Chicago

Harvey Opgenorth

Bodybuilder & Sportsman

HARVEY OPGENORTH KNOWS that one way to consider the many legacies of modern painting is to step into its shoes. Opgenorth begins the works in his ongoing “Museum Camouflage” series, 1998–, with a visit to a major American art museum, where he selects a well-known painting—an Ellsworth Kelly at the Metropolitan Museum of Art; a Matisse at the Museum of Modern Art in New York; a Frankenthaler at the Milwaukee Art Museum in Opgenorth's hometown; and, this summer, a Rothko at the Art Institute of Chicago (where he was prevented from completing his performance). In each case, Opgenorth studies the work closely, then combs thrift stores to find clothes that match the precise chromas of a section of the chosen canvas. He meticulously fashions a complete outfit that will allow his body to blend seamlessly into the painting when he stands in front of it. Then Opgenorth returns to the museum and, in a kind of guerrilla theater performance, without requesting permission or authorization, stands silently with his back to the painting for one hour.

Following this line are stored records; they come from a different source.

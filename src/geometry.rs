//! Table footprints and chair placement.
//!
//! Closed-form per shape: a table's size follows from its seat count, and
//! chair coordinates follow from the table's size and position. Chair
//! order is part of the contract. Index `i` always lands on the same
//! geometric slot for a given configuration, which the planner's adjacency
//! rule relies on.

use std::f64::consts::PI;

use crate::types::{HeadSeating, LayoutParams, Point, Shape, Size, Table};

/// Footprint of a table seating `seat_count` chairs.
///
/// Never fails: every dimension is clamped to the shape's minimum, so a
/// zero seat count yields the minimum footprint.
pub fn table_footprint(
    seat_count: usize,
    shape: Shape,
    heads: HeadSeating,
    params: &LayoutParams,
) -> Size {
    let step = params.chair_step();
    match shape {
        Shape::Round => {
            let circumference = seat_count as f64 * step;
            let diameter = circumference / PI;
            let side = params.min_round_size.max(diameter - params.chair_size);
            Size::new(side, side)
        }
        Shape::Square => {
            let per_side = seat_count.div_ceil(4);
            let side = params.min_square_size.max(per_side as f64 * step);
            Size::new(side, side)
        }
        Shape::Rectangular => {
            let head = (heads.effective() as usize).min(seat_count);
            let long_seats = seat_count.saturating_sub(head * 2);
            let per_long = long_seats.div_ceil(2);
            Size::new(
                params.min_rect_width.max(per_long as f64 * step),
                params.min_rect_height.max(head.max(1) as f64 * step),
            )
        }
    }
}

/// Chair coordinates for `table`, one per chair in chair order.
pub fn chair_positions(table: &Table, params: &LayoutParams) -> Vec<Point> {
    layout_chairs(
        table.shape,
        table.position,
        table.size,
        table.heads,
        table.chairs.len(),
        params,
    )
}

/// Chair coordinates (top-left corners) for a table configuration.
///
/// Rectangular tables with more head chairs than seats emit surplus head
/// slots, which callers drop. The head count is capped at `count`.
pub fn layout_chairs(
    shape: Shape,
    position: Point,
    size: Size,
    heads: HeadSeating,
    count: usize,
    params: &LayoutParams,
) -> Vec<Point> {
    match shape {
        Shape::Round => round_chairs(position, size, count, params),
        Shape::Square => square_chairs(position, size, count, params),
        Shape::Rectangular => rect_chairs(position, size, heads, count, params),
    }
}

fn round_chairs(position: Point, size: Size, count: usize, params: &LayoutParams) -> Vec<Point> {
    if count == 0 {
        return Vec::new();
    }
    let step = params.chair_step();
    let half = params.chair_size / 2.0;
    let min_radius = count as f64 * step / (2.0 * PI);
    let radius = (size.width.max(size.height) / 2.0 + step).max(min_radius);
    let cx = position.x + size.width / 2.0;
    let cy = position.y + size.height / 2.0;
    (0..count)
        .map(|i| {
            let angle = 2.0 * PI / count as f64 * i as f64;
            Point::new(
                cx + radius * angle.cos() - half,
                cy + radius * angle.sin() - half,
            )
        })
        .collect()
}

// Edges in emission order for square tables.
#[derive(Clone, Copy)]
enum Edge {
    Top,
    Right,
    Bottom,
    Left,
}

fn edge_slot(edge: Edge, ratio: f64, position: Point, size: Size, params: &LayoutParams) -> Point {
    let half = params.chair_size / 2.0;
    let step = params.chair_step();
    match edge {
        Edge::Top => Point::new(position.x + ratio * size.width - half, position.y - step),
        Edge::Right => Point::new(
            position.x + size.width + params.chair_gap,
            position.y + ratio * size.height - half,
        ),
        Edge::Bottom => Point::new(
            position.x + ratio * size.width - half,
            position.y + size.height + params.chair_gap,
        ),
        Edge::Left => Point::new(position.x - step, position.y + ratio * size.height - half),
    }
}

fn push_edge(
    out: &mut Vec<Point>,
    edge: Edge,
    n: usize,
    position: Point,
    size: Size,
    params: &LayoutParams,
) {
    for i in 0..n {
        let ratio = (i + 1) as f64 / (n + 1) as f64;
        out.push(edge_slot(edge, ratio, position, size, params));
    }
}

fn square_chairs(position: Point, size: Size, count: usize, params: &LayoutParams) -> Vec<Point> {
    let base = count / 4;
    let extra = count % 4;
    let mut out = Vec::with_capacity(count);
    for (idx, edge) in [Edge::Top, Edge::Right, Edge::Bottom, Edge::Left]
        .into_iter()
        .enumerate()
    {
        let n = base + usize::from(idx < extra);
        push_edge(&mut out, edge, n, position, size, params);
    }
    out
}

fn rect_chairs(
    position: Point,
    size: Size,
    heads: HeadSeating,
    count: usize,
    params: &LayoutParams,
) -> Vec<Point> {
    let head = (heads.effective() as usize).min(count);
    let long_seats = count.saturating_sub(head * 2);
    let top = long_seats.div_ceil(2);
    let bottom = long_seats / 2;
    let mut out = Vec::with_capacity(head * 2 + long_seats);
    push_edge(&mut out, Edge::Left, head, position, size, params);
    push_edge(&mut out, Edge::Right, head, position, size, params);
    push_edge(&mut out, Edge::Top, top, position, size, params);
    push_edge(&mut out, Edge::Bottom, bottom, position, size, params);
    out
}

/// Recompute and store chair coordinates in chair order.
///
/// Surplus coordinates are ignored; chairs without one keep `None`.
pub fn reposition_chairs(table: &mut Table, params: &LayoutParams) {
    let positions = chair_positions(table, params);
    if positions.len() != table.chairs.len() {
        tracing::warn!(
            table = %table.key,
            chairs = table.chairs.len(),
            slots = positions.len(),
            "chair geometry does not match chair count"
        );
    }
    for (i, chair) in table.chairs.iter_mut().enumerate() {
        chair.position = positions.get(i).copied();
    }
}

/// Clamp a rectangle's top-left corner so it stays inside `bounds`.
pub fn clamp_into(position: Point, size: Size, bounds: Size) -> Point {
    let max_x = (bounds.width - size.width).max(0.0);
    let max_y = (bounds.height - size.height).max(0.0);
    Point::new(position.x.clamp(0.0, max_x), position.y.clamp(0.0, max_y))
}

#[cfg(test)]
mod tests {
    use super::*;
    use crate::types::{Chair, TableKey};

    fn params() -> LayoutParams {
        LayoutParams::default()
    }

    fn table(shape: Shape, count: usize, heads: HeadSeating) -> Table {
        let p = params();
        Table {
            key: TableKey(1),
            label: "1".into(),
            shape,
            size: table_footprint(count, shape, heads, &p),
            position: Point::new(100.0, 100.0),
            heads,
            chairs: vec![Chair::default(); count],
            party_colors: Default::default(),
        }
    }

    fn close(a: f64, b: f64) -> bool {
        (a - b).abs() < 1e-9
    }

    #[test]
    fn square_footprint_ten_seats() {
        let size = table_footprint(10, Shape::Square, HeadSeating::none(), &params());
        assert_eq!(size, Size::new(75.0, 75.0));
    }

    #[test]
    fn zero_seats_give_minimums() {
        let p = params();
        let none = HeadSeating::none();
        assert_eq!(table_footprint(0, Shape::Square, none, &p), Size::new(50.0, 50.0));
        assert_eq!(table_footprint(0, Shape::Round, none, &p), Size::new(50.0, 50.0));
        assert_eq!(table_footprint(0, Shape::Rectangular, none, &p), Size::new(80.0, 60.0));
    }

    #[test]
    fn round_footprint_grows_with_seats() {
        let size = table_footprint(12, Shape::Round, HeadSeating::none(), &params());
        let expected = 12.0 * 25.0 / PI - 20.0;
        assert!(close(size.width, expected));
        assert_eq!(size.width, size.height);
    }

    #[test]
    fn rect_footprint_with_heads() {
        let p = params();
        let size = table_footprint(10, Shape::Rectangular, HeadSeating::new(true, 1), &p);
        assert_eq!(size, Size::new(100.0, 60.0));
        let tall = table_footprint(10, Shape::Rectangular, HeadSeating::new(true, 3), &p);
        assert_eq!(tall, Size::new(80.0, 75.0));
    }

    #[test]
    fn rect_heads_ignored_when_disabled() {
        let p = params();
        let heads = HeadSeating {
            use_heads: false,
            per_head: 4,
        };
        let size = table_footprint(12, Shape::Rectangular, heads, &p);
        assert_eq!(size, Size::new(150.0, 60.0));
    }

    #[test]
    fn square_sides_fill_top_first() {
        let t = table(Shape::Square, 5, HeadSeating::none());
        let pos = chair_positions(&t, &params());
        assert_eq!(pos.len(), 5);
        // Two chairs on top, then one each on right, bottom, left.
        assert!(close(pos[0].y, 75.0));
        assert!(close(pos[1].y, 75.0));
        assert!(close(pos[0].x, 100.0 + 50.0 / 3.0 - 10.0));
        assert!(close(pos[2].x, 100.0 + 50.0 + 5.0));
        assert!(close(pos[3].y, 100.0 + 50.0 + 5.0));
        assert!(close(pos[4].x, 75.0));
    }

    #[test]
    fn rect_emits_heads_then_long_sides() {
        let t = table(Shape::Rectangular, 8, HeadSeating::new(true, 1));
        let pos = chair_positions(&t, &params());
        assert_eq!(pos.len(), 8);
        // Left head, right head.
        assert!(close(pos[0].x, 75.0));
        assert!(close(pos[1].x, 100.0 + t.size.width + 5.0));
        // Three on top, three on bottom.
        for p in &pos[2..5] {
            assert!(close(p.y, 75.0));
        }
        for p in &pos[5..8] {
            assert!(close(p.y, 100.0 + t.size.height + 5.0));
        }
    }

    #[test]
    fn rect_odd_long_side_favors_top() {
        let t = table(Shape::Rectangular, 5, HeadSeating::none());
        let pos = chair_positions(&t, &params());
        let top = pos.iter().filter(|p| close(p.y, 75.0)).count();
        assert_eq!(top, 3);
    }

    #[test]
    fn excess_heads_emit_surplus_slots() {
        let mut t = table(Shape::Rectangular, 4, HeadSeating::new(true, 3));
        let pos = chair_positions(&t, &params());
        assert_eq!(pos.len(), 6);
        reposition_chairs(&mut t, &params());
        assert!(t.chairs.iter().all(|c| c.position.is_some()));
    }

    #[test]
    fn absurd_head_count_stays_bounded() {
        let heads = HeadSeating::new(true, 2_000_000_000);
        let p = params();
        let size = table_footprint(2, Shape::Rectangular, heads, &p);
        assert_eq!(size, Size::new(80.0, 60.0));
        let mut t = table(Shape::Rectangular, 2, heads);
        let pos = chair_positions(&t, &p);
        assert_eq!(pos.len(), 4);
        reposition_chairs(&mut t, &p);
        assert!(t.chairs.iter().all(|c| c.position.is_some()));
    }

    #[test]
    fn round_chairs_on_circle() {
        let t = table(Shape::Round, 8, HeadSeating::none());
        let p = params();
        let pos = chair_positions(&t, &p);
        let c = t.center();
        let radius = t.size.width / 2.0 + 25.0;
        for pt in &pos {
            let dx = pt.x + 10.0 - c.x;
            let dy = pt.y + 10.0 - c.y;
            assert!(close((dx * dx + dy * dy).sqrt(), radius));
        }
        // Chair 0 sits due east of the centre.
        assert!(close(pos[0].y + 10.0, c.y));
        assert!(pos[0].x > c.x);
    }

    #[test]
    fn crowded_round_table_uses_min_radius() {
        let mut t = table(Shape::Round, 40, HeadSeating::none());
        t.size = Size::new(50.0, 50.0);
        let pos = chair_positions(&t, &params());
        let c = t.center();
        let dx = pos[0].x + 10.0 - c.x;
        assert!(close(dx, 40.0 * 25.0 / (2.0 * PI)));
    }

    #[test]
    fn positions_are_deterministic() {
        for shape in [Shape::Round, Shape::Square, Shape::Rectangular] {
            let t = table(shape, 9, HeadSeating::new(true, 2));
            assert_eq!(chair_positions(&t, &params()), chair_positions(&t, &params()));
        }
    }

    #[test]
    fn clamp_keeps_rect_inside() {
        let bounds = Size::new(500.0, 400.0);
        let size = Size::new(100.0, 50.0);
        assert_eq!(clamp_into(Point::new(-5.0, 20.0), size, bounds), Point::new(0.0, 20.0));
        assert_eq!(clamp_into(Point::new(450.0, 390.0), size, bounds), Point::new(400.0, 350.0));
    }
}
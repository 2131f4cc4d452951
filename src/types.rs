//! Data model for the seating engine.
//!
//! Tables own their chairs, chairs carry a cached copy of whoever sits
//! on them, and guests are owned by the roster. `LayoutParams` holds every
//! tunable constant so callers can override them from a JSON blob.

use std::fmt;

use indexmap::IndexMap;
use serde::{Deserialize, Serialize};

use crate::palette::PartyColor;

// -- Geometry primitives -------------------------------------------

#[derive(Debug, Clone, Copy, PartialEq, Default, Serialize, Deserialize)]
pub struct Point {
    pub x: f64,
    pub y: f64,
}

impl Point {
    pub fn new(x: f64, y: f64) -> Self {
        Point { x, y }
    }
}

#[derive(Debug, Clone, Copy, PartialEq, Default, Serialize, Deserialize)]
pub struct Size {
    pub width: f64,
    pub height: f64,
}

impl Size {
    pub fn new(width: f64, height: f64) -> Self {
        Size { width, height }
    }
}

// -- Tables and chairs ---------------------------------------------

#[derive(Debug, Clone, Copy, PartialEq, Eq, Hash, Serialize, Deserialize)]
#[serde(rename_all = "lowercase")]
pub enum Shape {
    Square,
    Rectangular,
    Round,
}

impl Shape {
    pub fn as_str(&self) -> &'static str {
        match self {
            Shape::Square => "square",
            Shape::Rectangular => "rectangular",
            Shape::Round => "round",
        }
    }
}

impl fmt::Display for Shape {
    fn fmt(&self, f: &mut fmt::Formatter<'_>) -> fmt::Result {
        f.write_str(self.as_str())
    }
}

/// Head-of-table seating for rectangular tables.
///
/// Only meaningful for `Shape::Rectangular`. A shape change keeps the
/// value in memory, but documents store it for rectangular tables only.
#[derive(Debug, Clone, Copy, PartialEq, Eq, Default, Serialize, Deserialize)]
pub struct HeadSeating {
    pub use_heads: bool,
    pub per_head: u32,
}

impl HeadSeating {
    /// Heads are enabled only when requested with at least one chair.
    pub fn new(use_heads: bool, per_head: u32) -> Self {
        let enabled = use_heads && per_head > 0;
        HeadSeating {
            use_heads: enabled,
            per_head: if enabled { per_head } else { 0 },
        }
    }

    pub fn none() -> Self {
        HeadSeating::default()
    }

    /// Chairs at each head, zero when heads are disabled.
    pub fn effective(&self) -> u32 {
        if self.use_heads {
            self.per_head
        } else {
            0
        }
    }
}

/// Stable arena key of a table. Never reused within a layout.
#[derive(Debug, Clone, Copy, PartialEq, Eq, Hash, PartialOrd, Ord, Serialize, Deserialize)]
pub struct TableKey(pub u32);

impl fmt::Display for TableKey {
    fn fmt(&self, f: &mut fmt::Formatter<'_>) -> fmt::Result {
        write!(f, "#{}", self.0)
    }
}

/// A chair addressed by its owning table and its position in chair order.
#[derive(Debug, Clone, Copy, PartialEq, Eq, Hash, Serialize, Deserialize)]
pub struct ChairRef {
    pub table: TableKey,
    pub index: usize,
}

impl ChairRef {
    pub fn new(table: TableKey, index: usize) -> Self {
        ChairRef { table, index }
    }
}

impl fmt::Display for ChairRef {
    fn fmt(&self, f: &mut fmt::Formatter<'_>) -> fmt::Result {
        write!(f, "{}/{}", self.table, self.index)
    }
}

#[derive(Debug, Clone, Default, PartialEq)]
pub struct Chair {
    /// Id of the seated guest. May reference a guest missing from the
    /// roster after a re-import; `guest_name` then stands in for display.
    pub guest: Option<String>,
    pub guest_name: String,
    pub party: String,
    /// Top-left corner. `None` until geometry has placed the chair.
    pub position: Option<Point>,
}

impl Chair {
    pub fn is_occupied(&self) -> bool {
        self.guest.is_some()
    }

    /// Caption drawn on the chair: the seated guest's initials.
    pub fn caption(&self) -> String {
        if self.is_occupied() {
            initials(&self.guest_name)
        } else {
            String::new()
        }
    }

    pub(crate) fn vacate(&mut self) {
        self.guest = None;
        self.guest_name.clear();
        self.party.clear();
    }
}

#[derive(Debug, Clone, PartialEq)]
pub struct Table {
    pub key: TableKey,
    /// User-editable label. Uniqueness is not enforced.
    pub label: String,
    pub shape: Shape,
    pub size: Size,
    /// Top-left corner on the ballroom canvas.
    pub position: Point,
    pub heads: HeadSeating,
    pub chairs: Vec<Chair>,
    pub party_colors: IndexMap<String, PartyColor>,
}

impl Table {
    pub fn center(&self) -> Point {
        Point::new(
            self.position.x + self.size.width / 2.0,
            self.position.y + self.size.height / 2.0,
        )
    }

    pub fn free_chairs(&self) -> usize {
        self.chairs.iter().filter(|c| !c.is_occupied()).count()
    }

    pub fn occupied_chairs(&self) -> usize {
        self.chairs.len() - self.free_chairs()
    }

    /// True if any occupied chair at this table carries `party`.
    pub fn seats_party(&self, party: &str) -> bool {
        self.chairs
            .iter()
            .any(|c| c.is_occupied() && c.party == party)
    }

    pub fn chair_refs(&self) -> impl Iterator<Item = ChairRef> + '_ {
        (0..self.chairs.len()).map(move |i| ChairRef::new(self.key, i))
    }
}

// -- Guests --------------------------------------------------------

/// A guest imported from the guest list.
///
/// `columns` keeps every column of the source row in source order so the
/// list can be exported again with its original header.
#[derive(Debug, Clone, PartialEq, Default)]
pub struct Guest {
    pub id: String,
    pub name: String,
    /// Empty string means "no party".
    pub party: String,
    pub responded: String,
    pub response: String,
    pub columns: IndexMap<String, String>,
}

impl Guest {
    /// Guests who answered "no" are never seated.
    pub fn is_declined(&self) -> bool {
        self.response.eq_ignore_ascii_case("no")
    }

    pub fn summary(&self) -> GuestSummary {
        GuestSummary {
            id: self.id.clone(),
            name: self.name.clone(),
            party: self.party.clone(),
        }
    }
}

/// The slice of a guest the planner and the UI lists need.
#[derive(Debug, Clone, PartialEq, Eq, Serialize, Deserialize)]
pub struct GuestSummary {
    pub id: String,
    pub name: String,
    pub party: String,
}

/// First letter of every whitespace-separated word, uppercased.
pub fn initials(name: &str) -> String {
    name.split_whitespace()
        .filter_map(|w| w.chars().next())
        .flat_map(char::to_uppercase)
        .collect()
}

// -- Decor ---------------------------------------------------------

#[derive(Debug, Clone, Copy, PartialEq, Eq, Hash, Serialize, Deserialize)]
#[serde(rename_all = "lowercase")]
pub enum ItemKind {
    Bar,
    Stage,
    Dancefloor,
}

impl ItemKind {
    pub fn as_str(&self) -> &'static str {
        match self {
            ItemKind::Bar => "bar",
            ItemKind::Stage => "stage",
            ItemKind::Dancefloor => "dancefloor",
        }
    }
}

#[derive(Debug, Clone, PartialEq)]
pub struct DecorItem {
    pub kind: ItemKind,
    pub size: Size,
    pub position: Point,
    pub label: String,
}

// -- Tunables ------------------------------------------------------

fn default_chair_size() -> f64 {
    20.0
}
fn default_chair_gap() -> f64 {
    5.0
}
fn default_min_round_size() -> f64 {
    50.0
}
fn default_min_square_size() -> f64 {
    50.0
}
fn default_min_rect_width() -> f64 {
    80.0
}
fn default_min_rect_height() -> f64 {
    60.0
}
fn default_undo_depth() -> usize {
    20
}
fn default_seed() -> u64 {
    0x5EA7_C0DE
}
fn default_hue_min_separation() -> u16 {
    30
}
fn default_hue_attempts() -> u32 {
    100
}
fn default_saturation() -> u8 {
    70
}
fn default_lightness() -> u8 {
    80
}
fn default_table_origin() -> Point {
    Point::new(10.0, 10.0)
}
fn default_item_size() -> Size {
    Size::new(120.0, 80.0)
}
fn default_ballroom() -> Size {
    Size::new(1200.0, 800.0)
}
fn default_paste_offset() -> f64 {
    20.0
}

#[derive(Debug, Clone, PartialEq, Serialize, Deserialize)]
pub struct LayoutParams {
    #[serde(default = "default_chair_size")]
    pub chair_size: f64,
    #[serde(default = "default_chair_gap")]
    pub chair_gap: f64,
    #[serde(default = "default_min_round_size")]
    pub min_round_size: f64,
    #[serde(default = "default_min_square_size")]
    pub min_square_size: f64,
    #[serde(default = "default_min_rect_width")]
    pub min_rect_width: f64,
    #[serde(default = "default_min_rect_height")]
    pub min_rect_height: f64,
    #[serde(default = "default_undo_depth")]
    pub undo_depth: usize,
    /// Seed for the party colour PRNG.
    #[serde(default = "default_seed")]
    pub seed: u64,
    #[serde(default = "default_hue_min_separation")]
    pub hue_min_separation_deg: u16,
    #[serde(default = "default_hue_attempts")]
    pub hue_attempts: u32,
    #[serde(default = "default_saturation")]
    pub saturation_pct: u8,
    #[serde(default = "default_lightness")]
    pub lightness_pct: u8,
    #[serde(default = "default_table_origin")]
    pub table_origin: Point,
    #[serde(default = "default_item_size")]
    pub item_size: Size,
    #[serde(default = "default_ballroom")]
    pub ballroom: Size,
    #[serde(default = "default_paste_offset")]
    pub paste_offset: f64,
}

impl Default for LayoutParams {
    fn default() -> Self {
        Self {
            chair_size: 20.0,
            chair_gap: 5.0,
            min_round_size: 50.0,
            min_square_size: 50.0,
            min_rect_width: 80.0,
            min_rect_height: 60.0,
            undo_depth: 20,
            seed: default_seed(),
            hue_min_separation_deg: 30,
            hue_attempts: 100,
            saturation_pct: 70,
            lightness_pct: 80,
            table_origin: default_table_origin(),
            item_size: default_item_size(),
            ballroom: default_ballroom(),
            paste_offset: 20.0,
        }
    }
}

impl LayoutParams {
    /// Distance from one chair slot to the next along a table edge.
    pub fn chair_step(&self) -> f64 {
        self.chair_size + self.chair_gap
    }
}

// -- Tests ---------------------------------------------------------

This is gentle subversion, a witty unmasking of the authority of the museum, its hallowed hierarchy now stuffed and ready for embalming. Opgenorth's performance—and his tales of being hassled by museum staff, challenged by museumgoers, tugged at by children, etc.—has a deadpan innocence about it. He becomes lost in the painting, his steady forward gaze a Magritte-like gesture toward eroded personhood in the midst of the near disappearance and sublimation of the rest of his body. And yet there's a sense of homage to art and its canon here too, an aura appropriation that reifies the swatches of color in the painting behind Opgenorth, making them suddenly germane. This seems modest raillery, a way of taking possession that is also a surrender, a relatively benign insertion. Opgenorth is as interested in the objecthood of the painting as he is in its pictorial surface; his multicolored mufti even echoes the shadows cast by the paintings as they hang on their institutional walls.

Recently, in his Chicago debut, Opgenorth showed photographs documenting his museum performances as well as the outfits he made for them. He also exhibited a few visual experiments, variations on the blue-collar conceptualism of the “Museum Camouflage” series. In Push and View, 2000, the visitor presses a button on a modified overhead projector and gets flashed with a faceful of overwhelmingly bright light. Somewhat blinded and disoriented, the viewer is then to turn and look at the gessoed white canvas that Opgenorth has placed perpendicular to the floodlight, in order to see the results of visual discombobulation temporarily but intensely etched upon the retina. The brief disruption and redirection of the mechanics of sight and the diverse shifting shapes and colors that appear in the blinded eye are images generated by and in the viewer, while the artist serves simply as the generous facilitator of the visual stimulation and provider of the canvas. The viewer becomes a performer again in Opgenorth's experiment with anamorphism, visual matter presented such that it can only be “correctly” discerned when seen from an extremely oblique angle. Screaming Monkey Head, 2000, a drawing that sprawls out over two walls and a door, initially looks like abstract blotches of black latex paint. Only when the viewer places his or her head against the wall and closes one eye do the blotches come into focus as a monkey's head. These complex visual exercises are central to Opgenorth's roundabout modification of what and how we see, making the supposedly stable and neutral act of observing a performance more tenuous, open, insecure, and complicit.